EXERCISE INSTRUCTIONS
Your answer should consist solely of the lines from the first line of the data through the line with "use regex::Regex;", each reproduced exactly.

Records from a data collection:
----------
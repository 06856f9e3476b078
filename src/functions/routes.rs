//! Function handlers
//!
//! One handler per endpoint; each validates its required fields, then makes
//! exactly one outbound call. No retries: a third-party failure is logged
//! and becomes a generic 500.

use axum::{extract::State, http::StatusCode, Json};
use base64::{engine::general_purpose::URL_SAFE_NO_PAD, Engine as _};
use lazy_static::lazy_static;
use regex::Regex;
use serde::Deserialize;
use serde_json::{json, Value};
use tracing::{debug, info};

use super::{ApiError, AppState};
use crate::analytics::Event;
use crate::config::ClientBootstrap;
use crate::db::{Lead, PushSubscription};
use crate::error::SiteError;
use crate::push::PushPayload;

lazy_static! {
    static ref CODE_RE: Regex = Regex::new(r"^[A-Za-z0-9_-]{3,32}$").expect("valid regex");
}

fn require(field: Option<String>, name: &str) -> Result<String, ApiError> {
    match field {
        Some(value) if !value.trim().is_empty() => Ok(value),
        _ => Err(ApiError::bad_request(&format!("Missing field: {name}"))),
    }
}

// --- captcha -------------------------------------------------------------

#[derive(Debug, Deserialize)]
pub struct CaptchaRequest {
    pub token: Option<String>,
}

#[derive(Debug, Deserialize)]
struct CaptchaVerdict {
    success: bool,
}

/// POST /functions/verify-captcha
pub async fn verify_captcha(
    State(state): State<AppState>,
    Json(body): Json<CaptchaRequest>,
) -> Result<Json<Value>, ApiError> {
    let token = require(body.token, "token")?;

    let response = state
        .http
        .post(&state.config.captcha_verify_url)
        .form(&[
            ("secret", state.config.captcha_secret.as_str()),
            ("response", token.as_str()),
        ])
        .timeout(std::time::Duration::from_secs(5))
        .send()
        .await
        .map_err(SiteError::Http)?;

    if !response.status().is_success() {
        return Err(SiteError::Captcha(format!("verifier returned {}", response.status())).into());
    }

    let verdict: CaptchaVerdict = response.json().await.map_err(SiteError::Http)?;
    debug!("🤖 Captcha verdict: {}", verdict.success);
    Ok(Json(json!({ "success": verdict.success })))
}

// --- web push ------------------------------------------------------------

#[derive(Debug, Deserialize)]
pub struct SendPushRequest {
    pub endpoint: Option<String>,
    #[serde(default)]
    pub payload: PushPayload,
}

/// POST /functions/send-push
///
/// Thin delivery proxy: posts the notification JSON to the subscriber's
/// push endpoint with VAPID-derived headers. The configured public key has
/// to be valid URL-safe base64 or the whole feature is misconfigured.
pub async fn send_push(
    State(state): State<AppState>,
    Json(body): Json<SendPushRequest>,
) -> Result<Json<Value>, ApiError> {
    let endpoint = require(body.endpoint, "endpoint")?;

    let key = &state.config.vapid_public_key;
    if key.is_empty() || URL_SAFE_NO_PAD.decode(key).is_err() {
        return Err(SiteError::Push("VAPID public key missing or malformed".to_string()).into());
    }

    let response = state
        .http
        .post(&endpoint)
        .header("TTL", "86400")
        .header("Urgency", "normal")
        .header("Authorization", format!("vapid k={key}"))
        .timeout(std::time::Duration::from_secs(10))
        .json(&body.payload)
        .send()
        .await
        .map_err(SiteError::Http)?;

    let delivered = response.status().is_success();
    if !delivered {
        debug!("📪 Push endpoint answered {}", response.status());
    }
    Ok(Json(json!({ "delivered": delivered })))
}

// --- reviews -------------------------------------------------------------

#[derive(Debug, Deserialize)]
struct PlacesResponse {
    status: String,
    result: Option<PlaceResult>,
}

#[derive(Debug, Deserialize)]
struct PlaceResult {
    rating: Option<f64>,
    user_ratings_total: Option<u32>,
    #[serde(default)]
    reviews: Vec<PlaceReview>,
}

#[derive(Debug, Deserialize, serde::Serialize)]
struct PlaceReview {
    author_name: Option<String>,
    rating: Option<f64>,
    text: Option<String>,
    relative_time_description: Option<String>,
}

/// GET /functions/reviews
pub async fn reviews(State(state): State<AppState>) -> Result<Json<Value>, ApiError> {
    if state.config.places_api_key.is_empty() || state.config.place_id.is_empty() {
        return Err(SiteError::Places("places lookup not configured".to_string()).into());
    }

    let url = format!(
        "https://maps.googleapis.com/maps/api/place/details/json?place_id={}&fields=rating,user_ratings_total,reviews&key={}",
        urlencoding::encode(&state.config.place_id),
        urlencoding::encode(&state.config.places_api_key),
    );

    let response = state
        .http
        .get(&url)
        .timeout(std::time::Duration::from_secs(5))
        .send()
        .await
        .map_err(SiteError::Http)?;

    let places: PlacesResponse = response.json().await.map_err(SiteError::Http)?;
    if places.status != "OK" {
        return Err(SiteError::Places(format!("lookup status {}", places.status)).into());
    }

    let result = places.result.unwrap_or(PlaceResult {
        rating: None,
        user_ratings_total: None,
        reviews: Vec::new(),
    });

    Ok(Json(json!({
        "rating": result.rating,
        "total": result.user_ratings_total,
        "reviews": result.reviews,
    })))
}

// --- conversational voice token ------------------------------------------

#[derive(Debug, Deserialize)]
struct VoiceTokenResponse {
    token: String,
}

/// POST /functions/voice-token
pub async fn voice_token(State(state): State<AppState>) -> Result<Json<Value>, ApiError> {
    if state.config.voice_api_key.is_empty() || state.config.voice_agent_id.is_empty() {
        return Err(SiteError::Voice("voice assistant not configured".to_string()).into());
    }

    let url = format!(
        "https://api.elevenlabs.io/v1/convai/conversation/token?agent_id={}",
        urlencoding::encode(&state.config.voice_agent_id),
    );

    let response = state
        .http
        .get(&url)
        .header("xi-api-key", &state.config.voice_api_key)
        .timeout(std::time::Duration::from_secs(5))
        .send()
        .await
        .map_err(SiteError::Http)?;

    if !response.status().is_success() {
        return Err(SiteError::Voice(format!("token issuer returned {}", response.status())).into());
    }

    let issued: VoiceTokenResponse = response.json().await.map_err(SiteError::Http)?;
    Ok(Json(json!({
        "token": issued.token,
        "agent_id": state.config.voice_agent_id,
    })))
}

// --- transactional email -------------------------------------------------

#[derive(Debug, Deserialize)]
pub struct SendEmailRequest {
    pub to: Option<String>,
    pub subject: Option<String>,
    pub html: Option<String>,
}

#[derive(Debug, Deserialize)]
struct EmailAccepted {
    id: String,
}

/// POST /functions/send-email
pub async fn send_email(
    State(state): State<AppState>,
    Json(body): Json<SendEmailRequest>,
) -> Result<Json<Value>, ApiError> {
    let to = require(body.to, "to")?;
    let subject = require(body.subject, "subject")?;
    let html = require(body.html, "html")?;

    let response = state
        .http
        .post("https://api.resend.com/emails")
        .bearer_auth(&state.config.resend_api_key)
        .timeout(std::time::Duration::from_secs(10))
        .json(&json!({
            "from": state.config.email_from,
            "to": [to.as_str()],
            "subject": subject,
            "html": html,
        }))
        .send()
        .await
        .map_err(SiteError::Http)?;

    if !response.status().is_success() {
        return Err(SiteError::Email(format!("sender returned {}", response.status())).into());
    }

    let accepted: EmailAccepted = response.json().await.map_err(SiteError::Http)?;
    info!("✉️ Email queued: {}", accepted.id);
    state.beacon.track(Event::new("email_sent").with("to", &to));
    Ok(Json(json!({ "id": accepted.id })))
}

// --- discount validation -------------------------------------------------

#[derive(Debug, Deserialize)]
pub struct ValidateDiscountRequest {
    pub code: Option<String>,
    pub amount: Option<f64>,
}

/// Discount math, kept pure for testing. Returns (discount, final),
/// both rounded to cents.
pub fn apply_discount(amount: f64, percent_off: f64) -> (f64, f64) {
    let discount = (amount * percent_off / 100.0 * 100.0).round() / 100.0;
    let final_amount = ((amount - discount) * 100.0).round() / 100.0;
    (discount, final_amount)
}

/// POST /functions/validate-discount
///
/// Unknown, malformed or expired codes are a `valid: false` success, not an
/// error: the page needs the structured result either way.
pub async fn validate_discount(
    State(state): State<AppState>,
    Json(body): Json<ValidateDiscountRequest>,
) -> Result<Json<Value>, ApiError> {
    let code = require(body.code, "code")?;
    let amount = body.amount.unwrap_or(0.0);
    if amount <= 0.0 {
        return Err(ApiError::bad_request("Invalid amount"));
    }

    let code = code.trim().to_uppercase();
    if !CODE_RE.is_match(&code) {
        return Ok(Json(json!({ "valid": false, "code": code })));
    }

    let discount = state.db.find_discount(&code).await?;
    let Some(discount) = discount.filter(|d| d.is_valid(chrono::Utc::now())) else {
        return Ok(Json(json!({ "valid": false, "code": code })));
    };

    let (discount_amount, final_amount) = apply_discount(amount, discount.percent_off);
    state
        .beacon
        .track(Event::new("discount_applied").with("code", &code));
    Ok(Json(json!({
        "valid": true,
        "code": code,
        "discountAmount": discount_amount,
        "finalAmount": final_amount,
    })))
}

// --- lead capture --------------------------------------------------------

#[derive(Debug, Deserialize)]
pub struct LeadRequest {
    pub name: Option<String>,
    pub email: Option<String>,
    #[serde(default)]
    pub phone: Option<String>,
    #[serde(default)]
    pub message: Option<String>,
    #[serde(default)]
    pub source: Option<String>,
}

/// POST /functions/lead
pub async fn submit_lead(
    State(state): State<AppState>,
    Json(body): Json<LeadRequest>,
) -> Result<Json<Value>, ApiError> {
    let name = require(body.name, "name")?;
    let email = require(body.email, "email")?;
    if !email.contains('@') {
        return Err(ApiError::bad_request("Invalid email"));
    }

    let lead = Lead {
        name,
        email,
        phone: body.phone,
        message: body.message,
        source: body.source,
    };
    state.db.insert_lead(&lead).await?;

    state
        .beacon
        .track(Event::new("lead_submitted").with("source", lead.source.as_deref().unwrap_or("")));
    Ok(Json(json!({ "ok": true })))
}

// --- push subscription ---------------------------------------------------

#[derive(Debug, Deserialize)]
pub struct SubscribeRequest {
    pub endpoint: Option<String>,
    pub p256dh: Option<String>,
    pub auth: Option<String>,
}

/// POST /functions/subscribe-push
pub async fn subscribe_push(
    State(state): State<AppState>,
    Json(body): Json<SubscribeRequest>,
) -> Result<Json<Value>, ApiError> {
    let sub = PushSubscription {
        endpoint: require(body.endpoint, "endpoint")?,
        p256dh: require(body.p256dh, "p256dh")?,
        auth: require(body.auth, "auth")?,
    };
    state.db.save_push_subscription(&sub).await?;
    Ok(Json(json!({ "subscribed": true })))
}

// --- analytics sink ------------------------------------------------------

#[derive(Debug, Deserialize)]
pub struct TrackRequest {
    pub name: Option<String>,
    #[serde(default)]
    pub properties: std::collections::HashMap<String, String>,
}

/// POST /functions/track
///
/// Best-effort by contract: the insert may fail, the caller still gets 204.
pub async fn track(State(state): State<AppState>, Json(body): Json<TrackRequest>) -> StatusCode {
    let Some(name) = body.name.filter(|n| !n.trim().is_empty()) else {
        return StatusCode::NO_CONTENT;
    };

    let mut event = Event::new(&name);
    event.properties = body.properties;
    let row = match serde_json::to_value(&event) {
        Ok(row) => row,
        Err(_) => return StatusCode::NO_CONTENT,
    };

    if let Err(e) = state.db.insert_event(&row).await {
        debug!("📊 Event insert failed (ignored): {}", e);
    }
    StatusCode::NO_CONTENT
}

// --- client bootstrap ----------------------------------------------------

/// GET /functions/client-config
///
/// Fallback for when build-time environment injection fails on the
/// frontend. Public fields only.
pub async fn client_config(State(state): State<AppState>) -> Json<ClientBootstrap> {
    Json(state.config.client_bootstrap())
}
----------
EXERCISE OUTPUT
repository 06856f9e3476b078
filename src/functions/routes.rs
//! Function handlers
//!
//! One handler per endpoint; each validates its required fields, then makes
//! exactly one outbound call. No retries: a third-party failure is logged
//! and becomes a generic 500.

use axum::{extract::State, http::StatusCode, Json};
use base64::{engine::general_purpose::URL_SAFE_NO_PAD, Engine as _};
use lazy_static::lazy_static;
use regex::Regex;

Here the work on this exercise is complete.